Because of the low rate for current charged us by the MWAK Co., we women have become electrically minded, and use freely all the wonderful appliances on the market — water heaters (furnished in all the houses), refrigerators, washing machines, vacuum cleaners, coffee percolators, waffle irons, and toasters. All the more difficult problems of housekeeping are thus solved for us. Camp life in the wilds offers us none of the usual hardships. We have time and leisure to appreciate and enjoy our privilege in watching the miracle of the slender wires under man's competent control and management transform, almost between two seasons, a wilderness into a complete and attractive city. We have strength left over from our daily tasks to help with the big achievement, to interest ourselves in the school with its fine new building soon to be started, in organizing the several churches to be built shortly, to visit the sick in the hospital, the recreation hall, the movies and the library.
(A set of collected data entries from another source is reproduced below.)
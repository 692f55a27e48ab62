//! Compiled state graph: immutable, supports invoke only.
//!
//! Built by `StateGraph::compile`. Holds nodes, the routing map derived from the
//! edges at compile time, optional middleware and the state updater.
//!
//! Fan-out tasks run on the tokio runtime through a `JoinSet`; each task owns its
//! input and returns its output, which the run loop folds into the state in
//! completion order. The loop only moves past the fan-out once the set is drained.

use std::collections::HashMap;
use std::fmt::Debug;
use std::sync::Arc;

use tokio::task::JoinSet;
use tracing::Instrument;

use crate::channels::BoxedStateUpdater;
use crate::error::PipelineError;

use super::logging::{
    log_fan_out_dispatch, log_fan_out_join, log_graph_complete, log_graph_error,
    log_graph_start, log_node_complete, log_node_start, log_node_state, log_state_update,
};
use super::node_middleware::{NodeFuture, NodeMiddleware};
use super::state_graph::END;
use super::{Dispatch, FanOutRouter, Next, NextEntry, Node};

/// Compiled graph: immutable structure, supports invoke only.
///
/// Runs from the first node; after each node uses its outgoing edge, its conditional
/// router, or its fan-out router to choose what runs next.
#[derive(Clone)]
pub struct CompiledStateGraph<S> {
    pub(super) nodes: HashMap<String, Arc<dyn Node<S>>>,
    /// First node to run (from START).
    pub(super) first_node_id: String,
    /// Map from node id to how to get next. Nodes without an entry end the run.
    pub(super) next_map: HashMap<String, NextEntry<S>>,
    pub(super) middleware: Option<Arc<dyn NodeMiddleware<S>>>,
    /// Controls how node outputs (and fan-out task outputs) are merged into state.
    pub(super) state_updater: BoxedStateUpdater<S>,
}

/// Runs one node, through the middleware when present.
async fn execute_node<S>(
    node: Arc<dyn Node<S>>,
    middleware: Option<Arc<dyn NodeMiddleware<S>>>,
    state: S,
) -> Result<(S, Next), PipelineError>
where
    S: Clone + Send + Sync + Debug + 'static,
{
    match middleware {
        Some(middleware) => {
            let node_id = node.id().to_string();
            middleware
                .around_run(
                    &node_id,
                    state,
                    Box::new(move |s: S| -> NodeFuture<S> {
                        Box::pin(async move { node.run(s).await })
                    }),
                )
                .await
        }
        None => node.run(state).await,
    }
}

impl<S> CompiledStateGraph<S>
where
    S: Clone + Send + Sync + Debug + 'static,
{
    fn node(&self, id: &str) -> Result<Arc<dyn Node<S>>, PipelineError> {
        self.nodes
            .get(id)
            .cloned()
            .ok_or_else(|| PipelineError::ExecutionFailed(format!("node not found: {}", id)))
    }

    /// Runs every task of a fan-out concurrently and folds each output into `state`.
    ///
    /// Returns the number of tasks that ran. The first task error aborts the run; tasks
    /// still pending are cancelled when the set is dropped.
    async fn run_fan_out(
        &self,
        source: &str,
        fan: &FanOutRouter<S>,
        state: &mut S,
    ) -> Result<usize, PipelineError> {
        let dispatches: Vec<Dispatch<S>> = fan.dispatches(state);
        let total = dispatches.len();
        log_fan_out_dispatch(source, total);

        let mut tasks = JoinSet::new();
        for dispatch in dispatches {
            if !fan.targets().iter().any(|t| *t == dispatch.node) {
                return Err(PipelineError::ExecutionFailed(format!(
                    "fan-out from {} dispatched to undeclared node {}",
                    source, dispatch.node
                )));
            }
            let node = self.node(&dispatch.node)?;
            let middleware = self.middleware.clone();
            let node_id = dispatch.node;
            log_node_start(&node_id);
            tasks.spawn(
                async move {
                    let result = execute_node(node, middleware, dispatch.arg).await;
                    (node_id, result)
                }
                .in_current_span(),
            );
        }

        while let Some(joined) = tasks.join_next().await {
            let (node_id, result) = joined.map_err(|e| {
                PipelineError::ExecutionFailed(format!("fan-out task from {} failed: {}", source, e))
            })?;
            let (update, next) = result?;
            log_node_complete(&node_id, &next);
            self.state_updater.apply_update(state, &update);
            log_state_update(&node_id);
        }

        log_fan_out_join(source, total, fan.join());
        Ok(total)
    }

    async fn run_loop(&self, state: &mut S) -> Result<(), PipelineError> {
        let mut current_id = self.first_node_id.clone();
        loop {
            let node = self.node(&current_id)?;

            log_node_start(&current_id);
            log_node_state(&current_id, state);

            let (update, next) =
                execute_node(node, self.middleware.clone(), state.clone()).await?;

            log_node_complete(&current_id, &next);
            self.state_updater.apply_update(state, &update);
            log_state_update(&current_id);

            let next_id = match self.next_map.get(&current_id) {
                Some(NextEntry::Conditional(router)) => {
                    let target = router.resolve_next(state);
                    tracing::debug!(from = %current_id, to = %target, "conditional routing");
                    Some(target)
                }
                Some(NextEntry::FanOut(fan)) => {
                    self.run_fan_out(&current_id, fan, state).await?;
                    Some(fan.join().to_string())
                }
                Some(NextEntry::Unconditional(to)) => match next {
                    Next::End => None,
                    Next::Node(id) => Some(id),
                    Next::Continue => Some(to.clone()),
                },
                None => match next {
                    Next::Node(id) => Some(id),
                    Next::Continue | Next::End => None,
                },
            };

            match next_id {
                Some(id) if id != END => current_id = id,
                _ => return Ok(()),
            }
        }
    }

    /// Runs the graph with the given state and returns the final state.
    ///
    /// - `Next::Continue`: follow the outgoing edge, or end if there is none.
    /// - `Next::Node(id)`: run the node with that id next.
    /// - `Next::End`: stop and return current state.
    pub async fn invoke(&self, state: S) -> Result<S, PipelineError> {
        if self.nodes.is_empty() || !self.nodes.contains_key(&self.first_node_id) {
            return Err(PipelineError::ExecutionFailed("empty graph".into()));
        }
        let mut state = state;
        log_graph_start();
        match self.run_loop(&mut state).await {
            Ok(()) => {
                log_graph_complete();
                Ok(state)
            }
            Err(e) => {
                log_graph_error(&e);
                Err(e)
            }
        }
    }
}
Yes, we really have time for books and study. Some of us are poring over garden catalogs and botanies, preparing ourselves for gardening intelligently in unfamiliar soil and climate, and for familiarity with the particularly beautiful wild flowers of the region. For, already, spring is throwing her veil of tender green over the bare hills and shadowy canyons, and we are joyfully discovering why our Indian neighbors in the valley call this blustery month of March, "the Month of Blossoming Buttercups."
If, as we hope, our Government will be able, by harnessing these great waterways of our country, to develop electric power to the point of practical everyday use by all the people, as we are using it here, there will be a new era of emancipation, a veritable New Deal for women. The machine age will not have deprived us of our jobs, but releasing them from drudgery will set our spirits free for greater and more inspiring accomplishment. We women of Mason City will then be proud indeed to have had our small share in the building of the Grand Coulee Dam, which is to pioneer in electricity.
Donaldson, Anne. “Pioneering in Electricity.” The Reclamation Era. Vol 25. United States Department of the Interior. 1935.